=== Material supplied ===

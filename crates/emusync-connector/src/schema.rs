//! Schema definitions: ordered mapper collections with bulk operations.
//!
//! A [`SchemaDefinition`] is the per-resource contract the REST layer and
//! the resource handlers program against: it applies external attributes to
//! create destinations, turns replace deltas into patch payloads, and
//! materializes wire objects into connector objects with partial-fetch
//! semantics. Every schema carries exactly one identity mapper (the stable
//! unique id) and exactly one display-name mapper (the unique, updatable
//! handle used for name lookups).

use std::collections::HashSet;

use tracing::debug;

use crate::error::{ConnectorError, ConnectorResult};
use crate::mapping::AttributeMapper;
use crate::operation::{AttributeSet, ConnectorObject, ObjectAttribute, Uid};
use crate::value::AttributeValue;

/// Builder for [`SchemaDefinition`].
pub struct SchemaBuilder<D, U, S> {
    object_class: String,
    mappers: Vec<AttributeMapper<D, U, S>>,
    identity: Option<usize>,
    display_name: Option<usize>,
}

impl<D, U, S> SchemaBuilder<D, U, S> {
    /// Start a schema for the given object class.
    pub fn new(object_class: impl Into<String>) -> Self {
        Self {
            object_class: object_class.into(),
            mappers: Vec::new(),
            identity: None,
            display_name: None,
        }
    }

    /// Add the identity mapper: the stable, non-updatable unique id.
    pub fn identity(mut self, mapper: AttributeMapper<D, U, S>) -> Self {
        self.identity = Some(self.mappers.len());
        self.mappers.push(mapper);
        self
    }

    /// Add the display-name mapper: the unique handle used for name lookups.
    pub fn display_name(mut self, mapper: AttributeMapper<D, U, S>) -> Self {
        self.display_name = Some(self.mappers.len());
        self.mappers.push(mapper);
        self
    }

    /// Add a plain attribute mapper.
    pub fn add(mut self, mapper: AttributeMapper<D, U, S>) -> Self {
        self.mappers.push(mapper);
        self
    }

    /// Validate and build the immutable schema.
    pub fn build(self) -> ConnectorResult<SchemaDefinition<D, U, S>> {
        let identity = self.identity.ok_or_else(|| {
            ConnectorError::invalid_configuration(format!(
                "schema '{}' has no identity mapper",
                self.object_class
            ))
        })?;
        let display_name = self.display_name.ok_or_else(|| {
            ConnectorError::invalid_configuration(format!(
                "schema '{}' has no display-name mapper",
                self.object_class
            ))
        })?;
        // Identity must be stable across the object lifetime.
        if self.mappers[identity].flags().updatable {
            return Err(ConnectorError::invalid_configuration(format!(
                "identity attribute '{}' must not be updatable",
                self.mappers[identity].name()
            )));
        }

        let mut seen = HashSet::new();
        for mapper in &self.mappers {
            if !seen.insert(mapper.name().to_string()) {
                return Err(ConnectorError::invalid_configuration(format!(
                    "duplicate attribute '{}' in schema '{}'",
                    mapper.name(),
                    self.object_class
                )));
            }
        }

        // Memoized view: attributes included when the caller requests no
        // explicit projection. Identity and display name are always in.
        let returned_by_default = self
            .mappers
            .iter()
            .enumerate()
            .filter(|(idx, m)| {
                *idx == identity
                    || *idx == display_name
                    || (m.flags().readable && m.flags().returned_by_default)
            })
            .map(|(_, m)| (m.name().to_string(), m.fetch_field_name().to_string()))
            .collect();

        debug!(
            object_class = %self.object_class,
            attributes = self.mappers.len(),
            "constructed schema definition"
        );

        Ok(SchemaDefinition {
            object_class: self.object_class,
            mappers: self.mappers,
            identity,
            display_name,
            returned_by_default,
        })
    }
}

/// An ordered, name-unique collection of attribute mappers for one resource
/// type. Built once, immutable, shared across requests.
pub struct SchemaDefinition<D, U, S> {
    object_class: String,
    mappers: Vec<AttributeMapper<D, U, S>>,
    identity: usize,
    display_name: usize,
    returned_by_default: Vec<(String, String)>,
}

impl<D, U, S> std::fmt::Debug for SchemaDefinition<D, U, S> {
    fn fmt(&self, f: &mut std::fmt::Formatter<'_>) -> std::fmt::Result {
        f.debug_struct("SchemaDefinition")
            .field("object_class", &self.object_class)
            .field("identity", &self.identity)
            .field("display_name", &self.display_name)
            .field("returned_by_default", &self.returned_by_default)
            .finish_non_exhaustive()
    }
}

impl<D, U, S> SchemaDefinition<D, U, S> {
    /// Get the object class name.
    pub fn object_class(&self) -> &str {
        &self.object_class
    }

    /// Get the identity attribute name.
    pub fn identity_attribute(&self) -> &str {
        self.mappers[self.identity].name()
    }

    /// Get the display-name attribute name.
    pub fn display_name_attribute(&self) -> &str {
        self.mappers[self.display_name].name()
    }

    /// The `(name, fetch field)` pairs included in a default projection.
    /// Identity and display name are always present regardless of flags.
    pub fn returned_by_default(&self) -> &[(String, String)] {
        &self.returned_by_default
    }

    /// Resolve the fetch field for a logical attribute name.
    pub fn fetch_field_of(&self, name: &str) -> Option<&str> {
        self.mapper(name).map(|m| m.fetch_field_name())
    }

    fn mapper(&self, name: &str) -> Option<&AttributeMapper<D, U, S>> {
        self.mappers.iter().find(|m| m.matches_name(name))
    }

    /// Reject the first attribute name the schema does not declare.
    ///
    /// Runs before any destination mutation so an unknown name can never
    /// cause partial writes; insertion order makes the rejection
    /// deterministic.
    fn reject_unknown(&self, attrs: &AttributeSet) -> ConnectorResult<()> {
        for attr in attrs.iter() {
            if self.mapper(&attr.name).is_none() {
                return Err(ConnectorError::unknown_attribute(
                    &attr.name,
                    &self.object_class,
                ));
            }
        }
        Ok(())
    }

    /// Apply external attributes to a create destination.
    pub fn apply(&self, attrs: &AttributeSet, dest: &mut D) -> ConnectorResult<()> {
        self.reject_unknown(attrs)?;
        for attr in attrs.iter() {
            if let Some(mapper) = self.mapper(&attr.name) {
                mapper.apply_create(attr, dest)?;
            }
        }
        Ok(())
    }

    /// Apply replace deltas to an update destination.
    ///
    /// Returns whether any mapper actually wrote a change, so the caller can
    /// skip the remote PATCH when nothing changed.
    pub fn apply_delta(&self, deltas: &AttributeSet, dest: &mut U) -> ConnectorResult<bool> {
        self.reject_unknown(deltas)?;
        let mut changed = false;
        for delta in deltas.iter() {
            if let Some(mapper) = self.mapper(&delta.name) {
                changed |= mapper.apply_replace(delta, dest)?;
            }
        }
        Ok(changed)
    }

    /// Materialize a wire object into its external representation.
    ///
    /// Identity and display name are mandatory in every representation.
    /// When `allow_partial` is true, a readable attribute that is neither
    /// returned by default nor explicitly requested is emitted as
    /// present-but-incomplete (empty value) instead of being read, which
    /// lets callers distinguish "not fetched" from "no value".
    pub fn materialize(
        &self,
        source: &S,
        requested: Option<&HashSet<String>>,
        allow_partial: bool,
    ) -> ConnectorResult<ConnectorObject> {
        let uid_value = self.read_mandatory(self.identity, source)?;
        let name_value = self.read_mandatory(self.display_name, source)?;
        let uid = Uid::with_hint(uid_value, name_value.clone());

        let mut attributes = Vec::with_capacity(self.mappers.len());
        for (idx, mapper) in self.mappers.iter().enumerate() {
            let mandatory = idx == self.identity || idx == self.display_name;
            if !mandatory && !mapper.flags().readable {
                continue;
            }

            let explicitly_requested = requested
                .map(|names| names.contains(mapper.name()))
                .unwrap_or(false);
            let fetched = mandatory
                || mapper.flags().returned_by_default
                || explicitly_requested
                || !allow_partial;

            if !fetched {
                attributes.push(ObjectAttribute::incomplete(mapper.name()));
                continue;
            }

            if let Some(attr) = mapper.read(source)? {
                attributes.push(ObjectAttribute::complete(attr.name, flatten(attr.value)));
            } else if mandatory {
                return Err(ConnectorError::invalid_attribute_value(
                    mapper.name(),
                    "mandatory attribute is missing from the source object",
                ));
            }
        }

        Ok(ConnectorObject {
            object_class: self.object_class.clone(),
            uid,
            name: name_value,
            attributes,
        })
    }

    fn read_mandatory(&self, idx: usize, source: &S) -> ConnectorResult<String> {
        let mapper = &self.mappers[idx];
        let attr = mapper.read(source)?.ok_or_else(|| {
            ConnectorError::invalid_attribute_value(
                mapper.name(),
                "mandatory attribute is missing from the source object",
            )
        })?;
        scalar_string(&attr.value).ok_or_else(|| {
            ConnectorError::invalid_attribute_value(
                mapper.name(),
                "mandatory attribute is not a scalar",
            )
        })
    }
}

fn flatten(value: AttributeValue) -> Vec<AttributeValue> {
    match value {
        AttributeValue::Array(values) => values,
        other => vec![other],
    }
}

fn scalar_string(value: &AttributeValue) -> Option<String> {
    match value {
        AttributeValue::String(s) => Some(s.clone()),
        AttributeValue::Integer(i) => Some(i.to_string()),
        _ => None,
    }
}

===

Retype, in the same exact form, the lines of the material above from the line holding "identity attribute name." through the line holding "pub fn display_name_attribute(&self)".

    /// Get the identity attribute name.
    pub fn identity_attribute(&self) -> &str {
        self.mappers[self.identity].name()
    }

    /// Get the display-name attribute name.
    pub fn display_name_attribute(&self) -> &str {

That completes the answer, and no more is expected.